**Exercise instructions**: Scan the lines below for "names" and copy the matches.

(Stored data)

——————————

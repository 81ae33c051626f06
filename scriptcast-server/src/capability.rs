//! The capability surface bound into the scripting runtime.
//!
//! An embedded interpreter calls host functions by name. Instead of
//! reflective lookup, every capability is an explicit entry in a
//! [`CapabilityTable`]: name → strongly-typed handler function,
//! registered once at session start. The embedding layer resolves
//! the name a single time when it binds the script's globals and
//! then dispatches straight through the function pointer.

use std::collections::HashMap;

use futures::future::BoxFuture;

use scriptcast_core::CastError;

use crate::host::SessionHost;

// ── Values ───────────────────────────────────────────────────────

/// A value crossing the script/host boundary.
#[derive(Debug, Clone, PartialEq)]
pub enum ScriptValue {
    Text(String),
    Number(f64),
    Bool(bool),
}

impl ScriptValue {
    /// Render the value the way `print` displays it.
    pub fn render(&self) -> String {
        match self {
            ScriptValue::Text(s) => s.clone(),
            ScriptValue::Number(n) => {
                // Whole numbers print without a trailing ".0".
                if n.fract() == 0.0 && n.is_finite() {
                    format!("{}", *n as i64)
                } else {
                    format!("{n}")
                }
            }
            ScriptValue::Bool(b) => b.to_string(),
        }
    }
}

/// Positional arguments for one capability call.
#[derive(Debug, Clone, Default)]
pub struct CapabilityArgs(Vec<ScriptValue>);

impl CapabilityArgs {
    pub fn new(values: Vec<ScriptValue>) -> Self {
        Self(values)
    }

    pub fn none() -> Self {
        Self(Vec::new())
    }

    pub fn len(&self) -> usize {
        self.0.len()
    }

    pub fn is_empty(&self) -> bool {
        self.0.is_empty()
    }

    /// Every argument rendered to text, for `print`.
    pub fn render_all(&self) -> Vec<String> {
        self.0.iter().map(ScriptValue::render).collect()
    }

    fn get(&self, index: usize, capability: &'static str) -> Result<&ScriptValue, CastError> {
        self.0.get(index).ok_or(CastError::Script(format!(
            "{capability}: missing argument {index}"
        )))
    }

    pub fn text(&self, index: usize, capability: &'static str) -> Result<String, CastError> {
        match self.get(index, capability)? {
            ScriptValue::Text(s) => Ok(s.clone()),
            other => Err(CastError::Script(format!(
                "{capability}: argument {index} must be text, got {other:?}"
            ))),
        }
    }

    pub fn number(&self, index: usize, capability: &'static str) -> Result<f64, CastError> {
        match self.get(index, capability)? {
            ScriptValue::Number(n) => Ok(*n),
            other => Err(CastError::Script(format!(
                "{capability}: argument {index} must be a number, got {other:?}"
            ))),
        }
    }

    pub fn boolean(&self, index: usize, capability: &'static str) -> Result<bool, CastError> {
        match self.get(index, capability)? {
            ScriptValue::Bool(b) => Ok(*b),
            other => Err(CastError::Script(format!(
                "{capability}: argument {index} must be a boolean, got {other:?}"
            ))),
        }
    }
}

/// What a capability call hands back to the script.
#[derive(Debug, Clone, PartialEq)]
pub enum CapabilityValue {
    Unit,
    Bool(bool),
    Text(String),
}

// ── Table ────────────────────────────────────────────────────────

/// Handler signature: borrows the host for the duration of the call.
pub type CapabilityFn =
    for<'a> fn(&'a mut SessionHost, CapabilityArgs) -> BoxFuture<'a, Result<CapabilityValue, CastError>>;

/// Name → handler map, built once per session.
pub struct CapabilityTable {
    entries: HashMap<&'static str, CapabilityFn>,
}

impl CapabilityTable {
    /// The standard capability set exposed to every script.
    pub fn standard() -> Self {
        let mut entries: HashMap<&'static str, CapabilityFn> = HashMap::new();
        entries.insert("print", cap_print);
        entries.insert("wait", cap_wait);
        entries.insert("set_auto_newline", cap_set_auto_newline);
        entries.insert("set_compression", cap_set_compression);
        entries.insert("clear_screen", cap_clear_screen);
        entries.insert("cursor_home", cap_cursor_home);
        entries.insert("get_args", cap_get_args);
        entries.insert("ask_assistant", cap_ask_assistant);
        entries.insert("play", cap_play);
        entries.insert("stop_all_playback", cap_stop_all_playback);
        entries.insert("get_script_directory", cap_get_script_directory);
        Self { entries }
    }

    /// Look up a handler for binding into the interpreter's globals.
    pub fn get(&self, name: &str) -> Option<CapabilityFn> {
        self.entries.get(name).copied()
    }

    /// All registered capability names.
    pub fn names(&self) -> impl Iterator<Item = &'static str> + '_ {
        self.entries.keys().copied()
    }

    /// Dispatch a call by name.
    pub async fn invoke(
        &self,
        host: &mut SessionHost,
        name: &str,
        args: CapabilityArgs,
    ) -> Result<CapabilityValue, CastError> {
        match self.get(name) {
            Some(handler) => handler(host, args).await,
            None => Err(CastError::Script(format!("unknown capability: {name}"))),
        }
    }
}

impl Default for CapabilityTable {
    fn default() -> Self {
        Self::standard()
    }
}

// ── Handlers ─────────────────────────────────────────────────────

fn cap_print(
    host: &mut SessionHost,
    args: CapabilityArgs,
) -> BoxFuture<'_, Result<CapabilityValue, CastError>> {
    Box::pin(async move {
        host.print(&args.render_all()).await?;
        Ok(CapabilityValue::Unit)
    })
}

fn cap_wait(
    host: &mut SessionHost,
    args: CapabilityArgs,
) -> BoxFuture<'_, Result<CapabilityValue, CastError>> {
    Box::pin(async move {
        let millis = args.number(0, "wait")?;
        if !(0.0..=u64::MAX as f64).contains(&millis) {
            return Err(CastError::Script("wait: negative duration".into()));
        }
        host.wait(millis as u64).await;
        Ok(CapabilityValue::Unit)
    })
}

fn cap_set_auto_newline(
    host: &mut SessionHost,
    args: CapabilityArgs,
) -> BoxFuture<'_, Result<CapabilityValue, CastError>> {
    Box::pin(async move {
        host.set_auto_newline(args.boolean(0, "set_auto_newline")?);
        Ok(CapabilityValue::Unit)
    })
}

fn cap_set_compression(
    host: &mut SessionHost,
    args: CapabilityArgs,
) -> BoxFuture<'_, Result<CapabilityValue, CastError>> {
    Box::pin(async move {
        let enabled = args.boolean(0, "set_compression")?;
        let changed = host.set_compression(enabled).await;
        Ok(CapabilityValue::Bool(changed))
    })
}

fn cap_clear_screen(
    host: &mut SessionHost,
    _args: CapabilityArgs,
) -> BoxFuture<'_, Result<CapabilityValue, CastError>> {
    Box::pin(async move {
        host.clear_screen().await;
        Ok(CapabilityValue::Unit)
    })
}

fn cap_cursor_home(
    host: &mut SessionHost,
    _args: CapabilityArgs,
) -> BoxFuture<'_, Result<CapabilityValue, CastError>> {
    Box::pin(async move {
        host.cursor_home().await;
        Ok(CapabilityValue::Unit)
    })
}

fn cap_get_args(
    host: &mut SessionHost,
    _args: CapabilityArgs,
) -> BoxFuture<'_, Result<CapabilityValue, CastError>> {
    Box::pin(async move { Ok(CapabilityValue::Text(host.args().to_string())) })
}

fn cap_ask_assistant(
    host: &mut SessionHost,
    args: CapabilityArgs,
) -> BoxFuture<'_, Result<CapabilityValue, CastError>> {
    Box::pin(async move {
        let question = args.text(0, "ask_assistant")?;
        let answer = host.ask_assistant(&question).await?;
        Ok(CapabilityValue::Text(answer))
    })
}

fn cap_play(
    host: &mut SessionHost,
    args: CapabilityArgs,
) -> BoxFuture<'_, Result<CapabilityValue, CastError>> {
    Box::pin(async move {
        let file = args.text(0, "play")?;
        Ok(CapabilityValue::Bool(host.play(&file).await))
    })
}

fn cap_stop_all_playback(
    host: &mut SessionHost,
    _args: CapabilityArgs,
) -> BoxFuture<'_, Result<CapabilityValue, CastError>> {
    Box::pin(async move {
        host.stop_all_playback().await;
        Ok(CapabilityValue::Unit)
    })
}

fn cap_get_script_directory(
    host: &mut SessionHost,
    _args: CapabilityArgs,
) -> BoxFuture<'_, Result<CapabilityValue, CastError>> {
    Box::pin(async move { Ok(CapabilityValue::Text(host.script_directory())) })
}

// ── Tests ────────────────────────────────────────────────────────

#[cfg(test)]
mod tests {
    use super::*;
    use crate::runtime::{DisabledAssistant, SilentAudio};
    use scriptcast_core::FrameKind;
    use std::sync::Arc;
    use tokio::sync::mpsc;

    fn host_with_channel() -> (SessionHost, mpsc::Receiver<scriptcast_core::Frame>) {
        let (tx, rx) = mpsc::channel(16);
        let host = SessionHost::new(
            tx,
            "--difficulty hard".to_string(),
            Arc::new(DisabledAssistant),
            Arc::new(SilentAudio),
        );
        (host, rx)
    }

    #[test]
    fn table_registers_the_full_capability_set() {
        let table = CapabilityTable::standard();
        let mut names: Vec<_> = table.names().collect();
        names.sort_unstable();
        assert_eq!(
            names,
            vec![
                "ask_assistant",
                "clear_screen",
                "cursor_home",
                "get_args",
                "get_script_directory",
                "play",
                "print",
                "set_auto_newline",
                "set_compression",
                "stop_all_playback",
                "wait",
            ]
        );
    }

    #[tokio::test]
    async fn print_dispatches_through_the_table() {
        let table = CapabilityTable::standard();
        let (mut host, mut rx) = host_with_channel();

        let args = CapabilityArgs::new(vec![
            ScriptValue::Text("score:".into()),
            ScriptValue::Number(42.0),
        ]);
        table.invoke(&mut host, "print", args).await.unwrap();

        let frame = rx.recv().await.unwrap();
        assert_eq!(frame.kind(), FrameKind::ScreenText);
        assert_eq!(frame.payload(), b"score: 42\n");
    }

    #[tokio::test]
    async fn get_args_returns_the_argument_string() {
        let table = CapabilityTable::standard();
        let (mut host, _rx) = host_with_channel();
        let value = table
            .invoke(&mut host, "get_args", CapabilityArgs::none())
            .await
            .unwrap();
        assert_eq!(value, CapabilityValue::Text("--difficulty hard".into()));
    }

    #[tokio::test]
    async fn unknown_capability_is_an_error() {
        let table = CapabilityTable::standard();
        let (mut host, _rx) = host_with_channel();
        let err = table
            .invoke(&mut host, "reboot_server", CapabilityArgs::none())
            .await
            .unwrap_err();
        assert!(matches!(err, CastError::Script(_)));
    }

    #[tokio::test]
    async fn wait_rejects_non_numeric_argument() {
        let table = CapabilityTable::standard();
        let (mut host, _rx) = host_with_channel();
        let err = table
            .invoke(
                &mut host,
                "wait",
                CapabilityArgs::new(vec![ScriptValue::Text("soon".into())]),
            )
            .await
            .unwrap_err();
        assert!(err.to_string().contains("wait"));
    }

    #[tokio::test]
    async fn set_compression_reports_status_change() {
        let table = CapabilityTable::standard();
        let (mut host, _rx) = host_with_channel();

        let on = CapabilityArgs::new(vec![ScriptValue::Bool(true)]);
        assert_eq!(
            table
                .invoke(&mut host, "set_compression", on.clone())
                .await
                .unwrap(),
            CapabilityValue::Bool(true)
        );
        // Second enable: unchanged.
        assert_eq!(
            table.invoke(&mut host, "set_compression", on).await.unwrap(),
            CapabilityValue::Bool(false)
        );
        host.shutdown().await;
    }

    #[test]
    fn number_rendering_matches_print_style() {
        assert_eq!(ScriptValue::Number(3.0).render(), "3");
        assert_eq!(ScriptValue::Number(3.5).render(), "3.5");
        assert_eq!(ScriptValue::Bool(true).render(), "true");
    }
}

——————————

**Written response**:
    /// All registered capability names.
    pub fn names(&self) -> impl Iterator<Item = &'static str> + '_ {
        let mut names: Vec<_> = table.names().collect();
        names.sort_unstable();
            names,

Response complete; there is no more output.